Corpora: kwic concordances with Perl

Christer Geisler (christer.geisler@engelska.uu.se)
Thu, 07 Oct 1999 14:20:21 +0000

The Perl script below (adapted from Dan Malamed's 2kwic.pl) will produce
kwic concordances on a match, but
a) will not detect multiple occurrencences on a line,
b) nor find complex patterns across several lines.

Can someone suggest other ways of writing simple kwic programs in Perl?
Should I split into an array, use Perl's format, etc?

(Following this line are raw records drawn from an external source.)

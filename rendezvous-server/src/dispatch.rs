//! Request dispatch
//!
//! One inbound UDP datagram goes in, zero or more outbound datagrams
//! come out. The dispatcher owns the registry and is deliberately free
//! of socket I/O: the event loop in `main.rs` feeds it raw payloads and
//! sends whatever it returns, which keeps every dispatch decision unit
//! testable without a socket.
//!
//! ```text
//! Peer A                   Rendezvous                    Peer B
//!   │                          │                            │
//!   │── REGISTRATION(A) ──────►│  upsert registry, no reply │
//!   │                          │◄────── REGISTRATION(B) ────│
//!   │                          │                            │
//!   │── HOLEPUNCH(A→B) ───────►│                            │
//!   │◄─ HANDSHAKE{B, ep(B)} ───│── HANDSHAKE{A, ep(A)} ────►│   (raw punch only)
//!   │                          │                            │
//!   │── SIGNALING(A→B, blob) ─►│────── SIGNAL{blob} ───────►│
//! ```
//!
//! A malformed datagram, an unknown request tag or a holepunch naming an
//! unregistered peer are all logged and dropped; none of them may stop
//! the dispatch loop.

use std::net::SocketAddr;
use std::time::Instant;

use punch_proto::{decode_request, encode_message, Endpoint, Message, Request, Strategy};

use crate::registry::Registry;

// ============================================================================
// Dispatcher
// ============================================================================

/// Stateful request dispatcher: registry plus the deployment strategy
pub struct Dispatcher {
    registry: Registry,
    strategy: Strategy,
}

impl Dispatcher {
    pub fn new(registry: Registry, strategy: Strategy) -> Self {
        Dispatcher { registry, strategy }
    }

    pub fn registry(&self) -> &Registry {
        &self.registry
    }

    pub fn registry_mut(&mut self) -> &mut Registry {
        &mut self.registry
    }

    /// Handle one inbound datagram, returning the datagrams to send.
    pub fn handle_datagram(
        &mut self,
        payload: &[u8],
        sender: SocketAddr,
        now: Instant,
    ) -> Vec<(Vec<u8>, SocketAddr)> {
        let request = match decode_request(payload) {
            Ok(request) => request,
            Err(e) => {
                log::warn!("Dropping undecodable datagram from {}: {}", sender, e);
                return Vec::new();
            }
        };

        match request {
            Request::Registration { peer_id } => {
                self.registry.register(&peer_id, sender, now);
                Vec::new()
            }
            Request::Holepunch { peer_id, remote_id } => {
                self.handle_holepunch(&peer_id, &remote_id, sender)
            }
            Request::Signaling {
                remote_id, signal, ..
            } => self.handle_signaling(&remote_id, signal, sender),
        }
    }

    /// Broker a handshake between the requester and a registered remote.
    ///
    /// The requester always learns the remote's endpoint. Only in the
    /// raw-punch strategy does the remote also get a handshake naming
    /// the requester: both sides must start punching at the same time,
    /// whereas the relay strategy lets the callee's own signaling
    /// trigger its side.
    fn handle_holepunch(
        &mut self,
        peer_id: &str,
        remote_id: &str,
        sender: SocketAddr,
    ) -> Vec<(Vec<u8>, SocketAddr)> {
        let remote = match self.registry.lookup(remote_id) {
            Some(remote) => remote,
            None => {
                // Not queued or retried here; the requester's handshake
                // timer is the only recovery mechanism.
                log::info!(
                    "Holepunch from '{}' names unregistered peer '{}', dropping",
                    peer_id,
                    remote_id
                );
                return Vec::new();
            }
        };

        let mut out = Vec::new();

        let to_requester = Message::Handshake {
            id: remote.id.clone(),
            endpoint: Endpoint::from(remote.endpoint),
        };
        let remote_addr = remote.endpoint;

        match encode_message(&to_requester) {
            Ok(payload) => out.push((payload, sender)),
            Err(e) => {
                log::error!("Failed to encode handshake response: {}", e);
                return Vec::new();
            }
        }

        if self.strategy == Strategy::RawPunch {
            let to_remote = Message::Handshake {
                id: peer_id.to_string(),
                endpoint: Endpoint::from(sender),
            };
            match encode_message(&to_remote) {
                Ok(payload) => out.push((payload, remote_addr)),
                Err(e) => log::error!("Failed to encode handshake fan-out: {}", e),
            }
        }

        log::debug!(
            "Brokered handshake '{}' <-> '{}' ({} datagram(s) out)",
            peer_id,
            remote_id,
            out.len()
        );

        out
    }

    /// Relay an opaque signaling payload verbatim to a registered remote.
    fn handle_signaling(
        &mut self,
        remote_id: &str,
        signal: serde_json::Value,
        sender: SocketAddr,
    ) -> Vec<(Vec<u8>, SocketAddr)> {
        let remote = match self.registry.lookup(remote_id) {
            Some(remote) => remote,
            None => {
                log::debug!(
                    "Signal from {} for unregistered peer '{}', dropping",
                    sender,
                    remote_id
                );
                return Vec::new();
            }
        };

        let message = Message::Signal { body: signal };
        match encode_message(&message) {
            Ok(payload) => vec![(payload, remote.endpoint)],
            Err(e) => {
                log::error!("Failed to encode signal relay: {}", e);
                Vec::new()
            }
        }
    }
}

// ============================================================================
// Tests
// ============================================================================
//! Retry timers for the negotiation stages
//!
//! Each stage of the negotiation (registration keep-alive, handshake
//! request, punch probes, stream-connect attempts) is driven by one
//! periodic timer. The timers live in `StageTimers`, and every state
//! transition replaces the set wholesale with exactly the timers valid
//! in the new state, so a canceled timer can never fire again and
//! canceling a never-started one is a no-op.

use std::time::{Duration, Instant};

// ============================================================================
// Constants
// ============================================================================

/// Default interval between retries of any stage
pub const DEFAULT_RETRY_INTERVAL: Duration = Duration::from_millis(1000);

/// Maximum firings of a single stage timer before the negotiation is
/// declared failed. The original protocol retried forever; a bounded
/// count turns a vanished counterpart into a terminal error instead of
/// silent spin.
pub const MAX_RETRY_ATTEMPTS: u32 = 60;

// ============================================================================
// Retry Timer
// ============================================================================

/// A fixed-interval retry timer with an attempt cap
#[derive(Debug, Clone)]
pub struct RetryTimer {
    interval: Duration,
    next_fire: Instant,
    attempts: u32,
    max_attempts: u32,
}

impl RetryTimer {
    /// Create a timer whose first firing is one interval from `now`
    pub fn new(interval: Duration, now: Instant) -> Self {
        Self::with_max_attempts(interval, now, MAX_RETRY_ATTEMPTS)
    }

    pub fn with_max_attempts(interval: Duration, now: Instant, max_attempts: u32) -> Self {
        RetryTimer {
            interval,
            next_fire: now + interval,
            attempts: 0,
            max_attempts,
        }
    }

    /// Whether the timer is due at `now`
    pub fn is_due(&self, now: Instant) -> bool {
        now >= self.next_fire
    }

    /// Record a firing and schedule the next one
    pub fn record_fire(&mut self, now: Instant) {
        self.attempts += 1;
        self.next_fire = now + self.interval;
    }

    /// Whether the attempt cap has been reached
    pub fn is_exhausted(&self) -> bool {
        self.attempts >= self.max_attempts
    }

    /// When the timer fires next
    pub fn deadline(&self) -> Instant {
        self.next_fire
    }

    pub fn attempts(&self) -> u32 {
        self.attempts
    }
}

// ============================================================================
// Stage Timers
// ============================================================================

/// The retry timers a peer engine may hold, at most one per stage.
///
/// States own their timers: `Registering` holds `registration`,
/// `Requesting` holds `registration` + `handshake`, `Punching` holds
/// `punch`, `Connecting` holds `connect` (initiator only). Everything
/// else is `None`.
#[derive(Debug, Default)]
pub struct StageTimers {
    pub registration: Option<RetryTimer>,
    pub handshake: Option<RetryTimer>,
    pub punch: Option<RetryTimer>,
    pub connect: Option<RetryTimer>,
}

impl StageTimers {
    pub fn new() -> Self {
        Self::default()
    }

    /// Cancel every stage timer (idempotent)
    pub fn clear(&mut self) {
        self.registration = None;
        self.handshake = None;
        self.punch = None;
        self.connect = None;
    }

    /// Earliest pending deadline across all stages
    pub fn next_deadline(&self) -> Option<Instant> {
        [
            self.registration.as_ref(),
            self.handshake.as_ref(),
            self.punch.as_ref(),
            self.connect.as_ref(),
        ]
        .into_iter()
        .flatten()
        .map(RetryTimer::deadline)
        .min()
    }
}

// ============================================================================
// Tests
// ============================================================================

#[cfg(test)]
mod tests {
    use super::*;

    #[test]
    fn test_timer_fires_after_interval() {
        let start = Instant::now();
        let mut timer = RetryTimer::new(Duration::from_millis(100), start);

        assert!(!timer.is_due(start));
        assert!(!timer.is_due(start + Duration::from_millis(99)));
        assert!(timer.is_due(start + Duration::from_millis(100)));

        timer.record_fire(start + Duration::from_millis(100));
        assert!(!timer.is_due(start + Duration::from_millis(150)));
        assert!(timer.is_due(start + Duration::from_millis(200)));
    }

    #[test]
    fn test_timer_exhaustion() {
        let mut now = Instant::now();
        let mut timer = RetryTimer::with_max_attempts(Duration::from_millis(10), now, 3);

        for _ in 0..3 {
            assert!(!timer.is_exhausted());
            now += Duration::from_millis(10);
            assert!(timer.is_due(now));
            timer.record_fire(now);
        }

        assert!(timer.is_exhausted());
        assert_eq!(timer.attempts(), 3);
    }

    #[test]
    fn test_stage_timers_next_deadline() {
        let now = Instant::now();
        let mut timers = StageTimers::new();

        assert!(timers.next_deadline().is_none());

        timers.registration = Some(RetryTimer::new(Duration::from_millis(1000), now));
        timers.handshake = Some(RetryTimer::new(Duration::from_millis(300), now));

        assert_eq!(
            timers.next_deadline(),
            Some(now + Duration::from_millis(300))
        );
    }

    #[test]
    fn test_clear_is_idempotent() {
        let mut timers = StageTimers::new();
        timers.punch = Some(RetryTimer::new(Duration::from_millis(10), Instant::now()));

        timers.clear();
        assert!(timers.punch.is_none());

        // Clearing again must be a no-op, not a fault.
        timers.clear();
        assert!(timers.next_deadline().is_none());
    }
}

All suggestions are welcome.

Christer Geisler, post-graduate fellow

#----------------------------------------------------
#!/usr/bin/perl
#
#check for correct usage
if ($#ARGV < 2) {
print "usage: kwic <filename1> \t\t<string1>
\t\t<max. total output width>\n";
exit;
};
open(F, $ARGV[0]) || die "Couldn't open $ARGV[0]: $!\n";
shift;
$str1 = shift(@ARGV);
$maxwid = shift;
$len1 = length($str1);
$halfcon1 = int(($maxwid - $len1) / 2);
$pad1 = " " x $halfcon1;
while (<F>) {
$F = $_;
$p1pos = index($F, $str1);
if ($p1pos >= 0) {
chop($F);
$out = substr($pad1 . $F . $pad1,
$p1pos, $maxwid);
print "$.\n";
print "$out\n";
};
};
#-----------------------------------------------------

----------------------------------------------------
Christer Geisler tel. +46 (0)18-471 1268
Department of English fax. +46 (0)18 471 1229
Uppsala University
Box 527, SE-75120 Uppsala, Sweden
----------------------------------------------------